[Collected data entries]
━━━━━━━━

//! Category model
//!
//! A category is a named tag attached to transactions for reporting.
//! The name is the only identity: two categories are the same category
//! exactly when their names match.

use serde::{Deserialize, Serialize};
use std::fmt;

/// A named grouping tag applied to transactions
#[derive(Debug, Clone, PartialEq, Eq, Serialize, Deserialize)]
pub struct Category {
    /// Category name (the identity key)
    #[serde(rename = "nome")]
    pub name: String,
}

impl Category {
    /// Create a new category
    pub fn new(name: impl Into<String>) -> Self {
        Self { name: name.into() }
    }

    /// Check whether this category's name matches, ignoring case
    ///
    /// Used for duplicate detection when adding categories.
    pub fn matches_name(&self, name: &str) -> bool {
        self.name.to_lowercase() == name.to_lowercase()
    }
}

impl fmt::Display for Category {
    fn fmt(&self, f: &mut fmt::Formatter<'_>) -> fmt::Result {
        write!(f, "{}", self.name)
    }
}
//! Finance manager
//!
//! The single authoritative in-memory store of all domain state: users,
//! categories, and transactions. Every mutating operation persists the
//! full state document synchronously before returning, then appends an
//! audit entry.
//!
//! The manager is constructed explicitly and shared by the (external)
//! web layer under a single-writer assumption; there is no internal
//! locking.

use chrono::Local;

use crate::audit::{AuditEntry, AuditLogger, EntityType, Operation};
use crate::config::StorePaths;
use crate::error::{FinancasError, FinancasResult};
use crate::models::{Category, Transaction, TransactionKind, User};
use crate::reports::{self, CategorySpending};
use crate::storage::{FileStorage, StoreData};

/// Categories seeded on a fresh install, when no stored data exists
const DEFAULT_CATEGORIES: [&str; 5] =
    ["Alimentação", "Transportes", "Lazer", "Saúde", "Outros"];

/// In-memory domain store with whole-document persistence
///
/// Created once at process start via [`FinanceManager::open`] and handed
/// to the request handlers. Amount and kind inputs are the raw strings
/// the web layer extracts from form submissions; parse failures surface
/// as errors instead of being stored.
pub struct FinanceManager {
    users: Vec<User>,
    categories: Vec<Category>,
    transactions: Vec<Transaction>,
    next_transaction_id: u32,

    storage: FileStorage,
    audit: AuditLogger,
}

impl FinanceManager {
    /// Open the manager, loading persisted state if it exists
    ///
    /// When no categories were loaded (fresh install or empty document)
    /// the five default categories are seeded in memory; they reach disk
    /// with the first mutation.
    pub fn open(paths: &StorePaths) -> FinancasResult<Self> {
        paths.ensure_directories()?;

        let storage = FileStorage::new(paths.data_file());
        let audit = AuditLogger::new(paths.audit_log());

        let mut manager = Self {
            users: Vec::new(),
            categories: Vec::new(),
            transactions: Vec::new(),
            next_transaction_id: 1,
            storage,
            audit,
        };

        if let Some(data) = manager.storage.load()? {
            manager.users = data.users;
            manager.categories = data.categories;
            manager.transactions = data.transactions;
            manager.next_transaction_id = data.next_transaction_id;
        }

        if manager.categories.is_empty() {
            manager.categories = DEFAULT_CATEGORIES.into_iter().map(Category::new).collect();
        }

        Ok(manager)
    }

    // === Users ===

    /// Register a new user
    ///
    /// E-mail uniqueness is deliberately not enforced; see the design
    /// notes. Users are never deleted, so sequential ids cannot collide.
    pub fn add_user(
        &mut self,
        name: &str,
        email: &str,
        password: &str,
        role: &str,
    ) -> FinancasResult<User> {
        let user = User::new(self.users.len() as u32 + 1, name, email, password, role);
        self.users.push(user.clone());
        self.persist()?;

        self.audit.log(&AuditEntry::new(
            Operation::Create,
            EntityType::User,
            user.id.to_string(),
            Some(user.email.clone()),
        ))?;

        Ok(user)
    }

    /// Authenticate by exact e-mail and password match
    ///
    /// Returns `None` for both unknown e-mail and wrong password; the
    /// two cases are deliberately indistinguishable.
    pub fn authenticate(&self, email: &str, password: &str) -> Option<&User> {
        self.users
            .iter()
            .find(|u| u.email == email && u.password == password)
    }

    // === Categories ===

    /// The category collection, in insertion order
    pub fn categories(&self) -> &[Category] {
        &self.categories
    }

    /// Add a category by name
    ///
    /// The name is trimmed first. Returns `Ok(None)` without persisting
    /// when the trimmed name is empty or a case-insensitive match
    /// already exists.
    pub fn add_category(&mut self, name: &str) -> FinancasResult<Option<Category>> {
        let name = name.trim();
        if name.is_empty() {
            return Ok(None);
        }

        if self.categories.iter().any(|c| c.matches_name(name)) {
            return Ok(None);
        }

        let category = Category::new(name);
        self.categories.push(category.clone());
        self.persist()?;

        self.audit.log(&AuditEntry::new(
            Operation::Create,
            EntityType::Category,
            category.name.clone(),
            None,
        ))?;

        Ok(Some(category))
    }

    // === Transactions ===

    /// Add a transaction from raw form inputs
    ///
    /// The amount is parsed and normalized to its absolute value; the
    /// kind must be one of the two wire tags. The category is resolved
    /// by exact-name match and created on the fly when unknown. The id
    /// comes from the persisted monotonic counter and the date is set to
    /// today.
    pub fn add_transaction(
        &mut self,
        description: &str,
        amount: &str,
        category_name: &str,
        kind: &str,
    ) -> FinancasResult<Transaction> {
        let amount = parse_amount(amount)?;
        let kind = parse_kind(kind)?;
        let category = self.ensure_category(category_name);

        let id = self.next_transaction_id;
        self.next_transaction_id += 1;

        let txn = Transaction::new(
            id,
            description,
            amount,
            Local::now().date_naive(),
            kind,
            Some(category),
        );

        self.transactions.push(txn.clone());
        self.persist()?;

        self.audit.log(&AuditEntry::new(
            Operation::Create,
            EntityType::Transaction,
            txn.id.to_string(),
            Some(txn.description.clone()),
        ))?;

        Ok(txn)
    }

    /// The transaction collection, in insertion order
    pub fn list_transactions(&self) -> &[Transaction] {
        &self.transactions
    }

    /// Look up a transaction by id
    pub fn get_transaction(&self, id: u32) -> Option<&Transaction> {
        self.transactions.iter().find(|t| t.id == id)
    }

    /// Edit a transaction in place
    ///
    /// Returns `Ok(false)` when the id is unknown, leaving everything
    /// untouched; the id check happens before input parsing. On success
    /// the description, amount, kind, and category are replaced with the
    /// same normalization as [`add_transaction`](Self::add_transaction);
    /// id and date are immutable.
    pub fn edit_transaction(
        &mut self,
        id: u32,
        description: &str,
        amount: &str,
        category_name: &str,
        kind: &str,
    ) -> FinancasResult<bool> {
        let Some(pos) = self.transactions.iter().position(|t| t.id == id) else {
            return Ok(false);
        };

        let amount = parse_amount(amount)?;
        let kind = parse_kind(kind)?;
        let category = self.ensure_category(category_name);

        let txn = &mut self.transactions[pos];
        txn.description = description.to_string();
        txn.amount = amount;
        txn.kind = kind;
        txn.category = Some(category);

        let summary = txn.description.clone();
        self.persist()?;

        self.audit.log(&AuditEntry::new(
            Operation::Update,
            EntityType::Transaction,
            id.to_string(),
            Some(summary),
        ))?;

        Ok(true)
    }

    /// Delete a transaction by id
    ///
    /// Removes the matching entry if present. Persists unconditionally,
    /// so calling it twice with the same id is harmless.
    pub fn delete_transaction(&mut self, id: u32) -> FinancasResult<()> {
        self.transactions.retain(|t| t.id != id);
        self.persist()?;

        self.audit.log(&AuditEntry::new(
            Operation::Delete,
            EntityType::Transaction,
            id.to_string(),
            None,
        ))?;

        Ok(())
    }

    // === Reports ===

    /// Sum of all income amounts
    pub fn total_income(&self) -> f64 {
        reports::total_income(&self.transactions)
    }

    /// Sum of all expense amounts
    pub fn total_expense(&self) -> f64 {
        reports::total_expense(&self.transactions)
    }

    /// Income minus expenses
    pub fn current_balance(&self) -> f64 {
        reports::current_balance(&self.transactions)
    }

    /// Expense totals per category, in first-encounter order
    pub fn expenses_by_category(&self) -> Vec<CategorySpending> {
        reports::expenses_by_category(&self.transactions)
    }

    // === Internals ===

    /// Resolve a category by exact name, creating it if unknown
    ///
    /// Transaction forms submit free text, so an unknown name grows the
    /// collection here (even an empty one); only the explicit
    /// [`add_category`](Self::add_category) path trims and deduplicates.
    fn ensure_category(&mut self, name: &str) -> String {
        if !self.categories.iter().any(|c| c.name == name) {
            self.categories.push(Category::new(name));
        }
        name.to_string()
    }

    /// Rewrite the full state document
    fn persist(&self) -> FinancasResult<()> {
        let data = StoreData {
            users: self.users.clone(),
            categories: self.categories.clone(),
            transactions: self.transactions.clone(),
            next_transaction_id: self.next_transaction_id,
        };
        self.storage.save(&data)
    }
}

/// Parse a raw amount string, normalizing to a non-negative value
fn parse_amount(raw: &str) -> FinancasResult<f64> {
    raw.trim()
        .parse::<f64>()
        .map(f64::abs)
        .map_err(|_| FinancasError::InvalidAmount(raw.to_string()))
}

/// Parse a raw kind string into the closed enum
fn parse_kind(raw: &str) -> FinancasResult<TransactionKind> {
    raw.parse::<TransactionKind>()
        .map_err(|e| FinancasError::Validation(e.to_string()))
}
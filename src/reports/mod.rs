//! Aggregate reports over transactions
//!
//! Totals and per-category breakdowns computed by linear scans over the
//! in-memory transaction list. The collections are small by design, so
//! no indexing is attempted.

pub mod spending;

pub use spending::{expenses_by_category, CategorySpending, UNCATEGORIZED_LABEL};

use crate::models::Transaction;

/// Sum of amounts over all income transactions
pub fn total_income(transactions: &[Transaction]) -> f64 {
    transactions
        .iter()
        .filter(|t| t.is_income())
        .map(|t| t.amount)
        .sum()
}

/// Sum of amounts over all expense transactions
pub fn total_expense(transactions: &[Transaction]) -> f64 {
    transactions
        .iter()
        .filter(|t| t.is_expense())
        .map(|t| t.amount)
        .sum()
}

/// Income minus expenses
pub fn current_balance(transactions: &[Transaction]) -> f64 {
    total_income(transactions) - total_expense(transactions)
}

#[cfg(test)]
mod tests {
    use super::*;
    use crate::models::TransactionKind;
    use chrono::NaiveDate;

    fn txn(id: u32, amount: f64, kind: TransactionKind) -> Transaction {
        Transaction::new(
            id,
            format!("txn {}", id),
            amount,
            NaiveDate::from_ymd_opt(2025, 3, 14).unwrap(),
            kind,
            None,
        )
    }

    #[test]
    fn test_totals_on_empty() {
        assert_eq!(total_income(&[]), 0.0);
        assert_eq!(total_expense(&[]), 0.0);
        assert_eq!(current_balance(&[]), 0.0);
    }

    #[test]
    fn test_totals_filter_by_kind() {
        let transactions = vec![
            txn(1, 1000.0, TransactionKind::Income),
            txn(2, 250.0, TransactionKind::Expense),
            txn(3, 50.5, TransactionKind::Expense),
            txn(4, 20.0, TransactionKind::Income),
        ];

        assert_eq!(total_income(&transactions), 1020.0);
        assert_eq!(total_expense(&transactions), 300.5);
    }

    #[test]
    fn test_balance_is_income_minus_expense() {
        let transactions = vec![
            txn(1, 100.0, TransactionKind::Income),
            txn(2, 30.0, TransactionKind::Expense),
            txn(3, 45.0, TransactionKind::Expense),
        ];

        assert_eq!(
            current_balance(&transactions),
            total_income(&transactions) - total_expense(&transactions)
        );
        assert_eq!(current_balance(&transactions), 25.0);
    }
}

━━━━━━━━

Both the line containing "if it exists" and the line containing "if let Some(data)" belong in the answer. Print them and every line above that falls between them exactly, and no others.

    /// Open the manager, loading persisted state if it exists
    ///
    /// When no categories were loaded (fresh install or empty document)
    /// the five default categories are seeded in memory; they reach disk
    /// with the first mutation.
    pub fn open(paths: &StorePaths) -> FinancasResult<Self> {
        paths.ensure_directories()?;

        let storage = FileStorage::new(paths.data_file());
        let audit = AuditLogger::new(paths.audit_log());

        let mut manager = Self {
            users: Vec::new(),
            categories: Vec::new(),
            transactions: Vec::new(),
            next_transaction_id: 1,
            storage,
            audit,
        };

        if let Some(data) = manager.storage.load()? {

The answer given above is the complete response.